#[cfg(test)]
mod tests {
    use super::*;
    use crate::reports::CollectingReporter;
    use std::fs;
    use tempfile::TempDir;

    fn entry_with_times(created: Option<SystemTime>, modified: Option<SystemTime>) -> ScanEntry {
        ScanEntry {
            path: PathBuf::from("/tmp/root/a.txt"),
            kind: EntryKind::File,
            size: 1,
            modified,
            created,
        }
    }

    #[test]
    fn test_creation_time_warning() {
        let created = SystemTime::UNIX_EPOCH + Duration::from_secs(1_000_000_000);

        let late = created + Duration::from_secs(3 * 24 * 60 * 60);
        let warning = creation_time_warning(&entry_with_times(Some(created), Some(late))).unwrap();
        assert!(warning.starts_with("Significant creation time: "));

        let soon = created + Duration::from_secs(60 * 60);
        assert!(creation_time_warning(&entry_with_times(Some(created), Some(soon))).is_none());

        let earlier = created - Duration::from_secs(3 * 24 * 60 * 60);
        assert!(creation_time_warning(&entry_with_times(Some(created), Some(earlier))).is_none());
    }

    #[test]
    fn test_no_birth_time_never_warns() {
        let modified = SystemTime::now();
        assert!(creation_time_warning(&entry_with_times(None, Some(modified))).is_none());
    }

    #[test]
    fn test_resolve_root_missing() {
        let temp_dir = TempDir::new().unwrap();
        let missing = temp_dir.path().join("nope");
        assert!(resolve_root(&missing).is_err());
    }

    #[test]
    fn test_scan_counts_and_ignores() {
        let temp_dir = TempDir::new().unwrap();
        let root = temp_dir.path();
        fs::write(root.join("a.txt"), "hello").unwrap();
        fs::write(root.join(".DS_Store"), "junk").unwrap();
        fs::create_dir(root.join("Docs")).unwrap();
        fs::write(root.join("Docs").join("letter.doc"), "dear").unwrap();
        fs::create_dir_all(root.join(".git").join("objects")).unwrap();
        fs::write(root.join(".git").join("HEAD"), "ref").unwrap();

        let rules = Rules::default();
        let scanner = Scanner::new(&rules, ScannerConfig::default());
        let mut reporter = CollectingReporter::new();
        let report = scanner.scan(root, &mut reporter).unwrap();

        assert_eq!(report.summary.directories, 2);
        assert_eq!(report.summary.files, 2);
        assert_eq!(report.summary.errors, 0);
        assert!(report.extensions.contains(".txt"));
        assert!(report.extensions.contains(".doc"));
        assert!(reporter.visited(&root.join(".git").join("HEAD")).is_none());
        assert_eq!(reporter.visited(&root.join(".DS_Store")), Some(Visit::IgnoredFile));
        assert!(reporter.finished);
    }

    fn permission_denied_at(path: &Path) -> ignore::Error {
        ignore::Error::WithDepth {
            depth: 1,
            err: Box::new(ignore::Error::WithPath {
                path: path.to_path_buf(),
                err: Box::new(ignore::Error::Io(io::Error::from_raw_os_error(13))),
            }),
        }
    }

    #[test]
    fn test_walk_error_is_counted_and_flagged() {
        let rules = Rules::default();
        let scanner = Scanner::new(&rules, ScannerConfig::default());
        let mut reporter = CollectingReporter::new();
        let mut state = WalkState {
            position: 1,
            ..WalkState::default()
        };
        let root = Path::new("/tmp/root");
        let locked = root.join("locked");

        scanner.visit_error(root, &permission_denied_at(&locked), &mut state, &mut reporter);

        assert_eq!(state.summary.errors, 1);
        assert_eq!(state.summary.directories, 0);
        assert_eq!(reporter.visited(&locked), Some(Visit::Failed));
        let findings = reporter.flagged_findings(&locked).unwrap();
        let expected = io::Error::from_raw_os_error(13).to_string();
        assert_eq!(findings.messages(Severity::Error), vec![expected.as_str()]);
        assert!(!findings.messages(Severity::Error)[0].contains("/tmp/root"));
    }

    #[test]
    fn test_walk_error_for_reported_directory_is_dropped() {
        let rules = Rules::default();
        let scanner = Scanner::new(&rules, ScannerConfig::default());
        let mut reporter = CollectingReporter::new();
        let locked = PathBuf::from("/tmp/root/locked");
        let mut state = WalkState {
            position: 3,
            unreadable_dir: Some(locked.clone()),
            ..WalkState::default()
        };

        scanner.visit_error(Path::new("/tmp/root"), &permission_denied_at(&locked), &mut state, &mut reporter);

        assert_eq!(state.summary.errors, 0);
        assert_eq!(state.position, 2);
        assert!(reporter.flagged.is_empty());
        assert!(reporter.visits.is_empty());
    }

    #[test]
    fn test_walk_error_under_ignored_path_is_silent() {
        let rules = Rules::default();
        let scanner = Scanner::new(&rules, ScannerConfig::default());
        let mut reporter = CollectingReporter::new();
        let mut state = WalkState::default();
        let hidden = Path::new("/tmp/root/.Trashes/501");

        scanner.visit_error(Path::new("/tmp/root"), &permission_denied_at(hidden), &mut state, &mut reporter);

        assert_eq!(state.summary.errors, 0);
        assert_eq!(reporter.visited(hidden), Some(Visit::IgnoredPath));
    }

    #[cfg(unix)]
    #[test]
    fn test_unreadable_directory_counts_as_one_error() {
        use std::os::unix::fs::PermissionsExt;

        let temp_dir = TempDir::new().unwrap();
        let root = temp_dir.path();
        fs::write(root.join("a.txt"), "hello").unwrap();
        let locked = root.join("locked");
        fs::create_dir(&locked).unwrap();
        fs::set_permissions(&locked, fs::Permissions::from_mode(0o000)).unwrap();

        // Privileged users can still read the directory
        if fs::read_dir(&locked).is_ok() {
            fs::set_permissions(&locked, fs::Permissions::from_mode(0o755)).unwrap();
            return;
        }

        let rules = Rules::default();
        let scanner = Scanner::new(&rules, ScannerConfig::default());
        let mut reporter = CollectingReporter::new();
        let report = scanner.scan(root, &mut reporter);
        fs::set_permissions(&locked, fs::Permissions::from_mode(0o755)).unwrap();
        let report = report.unwrap();

        assert_eq!(report.summary.directories, 1);
        assert_eq!(report.summary.files, 1);
        assert_eq!(report.summary.errors, 1);

        let locked = report.root.join("locked");
        let findings = reporter.flagged_findings(&locked).unwrap();
        assert_eq!(findings.count(Severity::Error), 1);
        assert_eq!(reporter.flagged.len(), 1);
    }

    #[test]
    fn test_clean_path() {
        assert_eq!(clean_path(Path::new("/a/b/../c/./d")), PathBuf::from("/a/c/d"));
        assert_eq!(clean_path(Path::new("/../x")), PathBuf::from("/x"));
        assert_eq!(clean_path(Path::new("/a/b/..")), PathBuf::from("/a"));
    }

    #[test]
    fn test_resolve_root_removes_parent_segments() {
        let temp_dir = TempDir::new().unwrap();
        let nested = temp_dir.path().join("inner");
        fs::create_dir(&nested).unwrap();

        let resolved = resolve_root(&nested.join("..").join("inner")).unwrap();
        assert_eq!(resolved, clean_path(&std::path::absolute(&nested).unwrap()));
        assert!(!resolved.components().any(|c| c == Component::ParentDir));
    }
}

• • • • • • •

Work item. Look through the records above for the string "summary", then copy every line that has it.

Result for this exercise.
        assert_eq!(report.summary.directories, 2);
        assert_eq!(report.summary.files, 2);
        assert_eq!(report.summary.errors, 0);
        assert_eq!(state.summary.errors, 1);
        assert_eq!(state.summary.directories, 0);
        assert_eq!(state.summary.errors, 0);
        assert_eq!(state.summary.errors, 0);
        assert_eq!(report.summary.directories, 1);
        assert_eq!(report.summary.files, 1);
        assert_eq!(report.summary.errors, 1);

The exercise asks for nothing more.